The first few pictures of the cyclotron give you a sense of its overall size.  Below, details of the RF feedthroughs (which feed the Dees) and the ion source (at the center of the machine) are visible.

Paulo Pirondi, class of 2001, began the windtunnel project as an experiment in the Techniques of Experimental Physics class.  He had worked with one in his high school in the Dominican Republic, and recalled a simple velocity measurement technique based on thermometry.  The challenge of doing the experiment was to fit it into one of the two-week time slots for experiments in the Techniques class.

Paulo located a design for a basic windtunnel, and working with Professor McDowell, he built it in just under two weeks.  That left only one day to take the measurements needed to investigate his temperature-based velocity measurement idea.  The measurements were made in time, and gave hints of the proposed effect.

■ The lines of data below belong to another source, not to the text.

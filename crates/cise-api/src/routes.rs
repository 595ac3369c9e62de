//! API routes.

use std::sync::Arc;

use axum::middleware;
use axum::routing::{get, post};
use axum::Router;
use metrics_exporter_prometheus::PrometheusHandle;
use tower_http::limit::RequestBodyLimitLayer;
use tower_http::timeout::TimeoutLayer;

use crate::handlers::{
    chapter_overview, explain_topic, generate_chapter_content, health, important_questions,
    learning_content, list_chapter_topics, practice_test, ready, resolve_song, revision_notes,
    solve_doubt,
};
use crate::metrics::metrics_middleware;
use crate::middleware::{
    cors_layer, rate_limit_middleware, request_id, request_logging, security_headers, RateLimiterCache,
};
use crate::state::AppState;

/// Every path the router serves.
pub mod paths {
    pub const CHAPTER_CONTENT: &str = "/api/chapters/content";
    pub const CHAPTER_TOPICS: &str = "/api/chapters/topics";
    pub const TOPIC_EXPLANATION: &str = "/api/topics/explanation";
    pub const REVISION_NOTES: &str = "/api/study/revision-notes";
    pub const DOUBTS: &str = "/api/study/doubts";
    pub const PRACTICE_TEST: &str = "/api/study/practice-test";
    pub const IMPORTANT_QUESTIONS: &str = "/api/study/important-questions";
    pub const LEARNING_CONTENT: &str = "/api/study/learning-content";
    pub const CHAPTER_OVERVIEW: &str = "/api/study/chapter-overview";
    pub const SONG_RESOLVE: &str = "/api/songs/resolve";
    pub const HEALTH: &str = "/health";
    pub const HEALTHZ: &str = "/healthz";
    pub const READY: &str = "/ready";
    pub const METRICS: &str = "/metrics";

    pub const ALL: &[&str] = &[
        CHAPTER_CONTENT,
        CHAPTER_TOPICS,
        TOPIC_EXPLANATION,
        REVISION_NOTES,
        DOUBTS,
        PRACTICE_TEST,
        IMPORTANT_QUESTIONS,
        LEARNING_CONTENT,
        CHAPTER_OVERVIEW,
        SONG_RESOLVE,
        HEALTH,
        HEALTHZ,
        READY,
        METRICS,
    ];
}

/// Create the API router.
pub fn create_router(state: AppState, metrics_handle: Option<PrometheusHandle>) -> Router {
    let chapter_routes = Router::new()
        .route(paths::CHAPTER_CONTENT, post(generate_chapter_content))
        .route(paths::CHAPTER_TOPICS, post(list_chapter_topics))
        .route(paths::TOPIC_EXPLANATION, post(explain_topic));

    let study_routes = Router::new()
        .route(paths::REVISION_NOTES, post(revision_notes))
        .route(paths::DOUBTS, post(solve_doubt))
        .route(paths::PRACTICE_TEST, post(practice_test))
        .route(paths::IMPORTANT_QUESTIONS, post(important_questions))
        .route(paths::LEARNING_CONTENT, post(learning_content))
        .route(paths::CHAPTER_OVERVIEW, post(chapter_overview));

    let song_routes = Router::new().route(paths::SONG_RESOLVE, post(resolve_song));

    let rate_limiter = Arc::new(RateLimiterCache::new(state.config.rate_limit_rps));

    let api_routes = Router::new()
        .merge(chapter_routes)
        .merge(study_routes)
        .merge(song_routes)
        .layer(middleware::from_fn_with_state(rate_limiter, rate_limit_middleware));

    let health_routes = Router::new()
        .route(paths::HEALTH, get(health))
        .route(paths::HEALTHZ, get(health))
        .route(paths::READY, get(ready));

    let metrics_routes = if let Some(handle) = metrics_handle {
        Router::new().route(paths::METRICS, get(move || async move { handle.render() }))
    } else {
        Router::new()
    };

    Router::new()
        .merge(api_routes)
        .merge(health_routes)
        .merge(metrics_routes)
        .layer(TimeoutLayer::new(state.config.request_timeout))
        .layer(RequestBodyLimitLayer::new(state.config.max_body_size))
        .layer(middleware::from_fn(metrics_middleware))
        .layer(middleware::from_fn(security_headers))
        .layer(middleware::from_fn(request_id))
        .layer(middleware::from_fn(request_logging))
        .layer(cors_layer(&state.config.cors_origins))
        .with_state(state)
}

The next year, Paulo used his Mariner Fund Award money to more fully instrument the windtunnel.  To measure velocities more accurately, he set up a Pitot tube:

The Pitot tube is actually a tube with a tube, and the pressure difference in the two interior regions has been calibrated as a measurement of wind velocity at the tip.  To read this pressure difference, Paulo built a simple electronic circuit to excite a commercially available pressure transducer.  The value of the pressure difference is easily read by a data acquisition computer.

Another fun thing to do with the windtunnel is to visualize the flow of air past objects, such as this wing section:

Developing a good source of "smoke" is not easy--the wind speed in the windtunnel is about 10 miles an hour.

The value of the flow straightener (the white grid in front of the intake of the tunnel) is clearly demonstrated by taking the straightener off and looking through the tunnel.  The fan, on the output side, sets up a vortex.

Paulo is now completing the 3-2 Engineering program at Washington University in St. Louis.

We have only scratched the surface of the  experiments that can be done with the windtunnel.  A better lift/drag apparatus needs to be designed, built, and used to study the properties of wings.  The airflow in the tunnel needs to be thoroughly characterized and understood in terms of fluid dynamics.  The windtunnel itself could stand to be upgraded to increase its size, its windspeed, and the quality of its airflow.
 
 
 
 
 
 

The Physics Department still has the original telescope from the long-gone Knox College Observatory. The six inch refractor, built by Alvan Clark and Sons, was a state of the art instrument in the 1880's.  In the 1990's, the Physics club began a restoration effort, lead mostly by Kent Volmar.   In the 2000's efforts have focussed on building a temporary tripod so that the telescope can be assembled and displayed.  We remain hopeful that eventually this historically important instrument can find a permanent and appropriate display space--maybe even one in which it can see the stars again!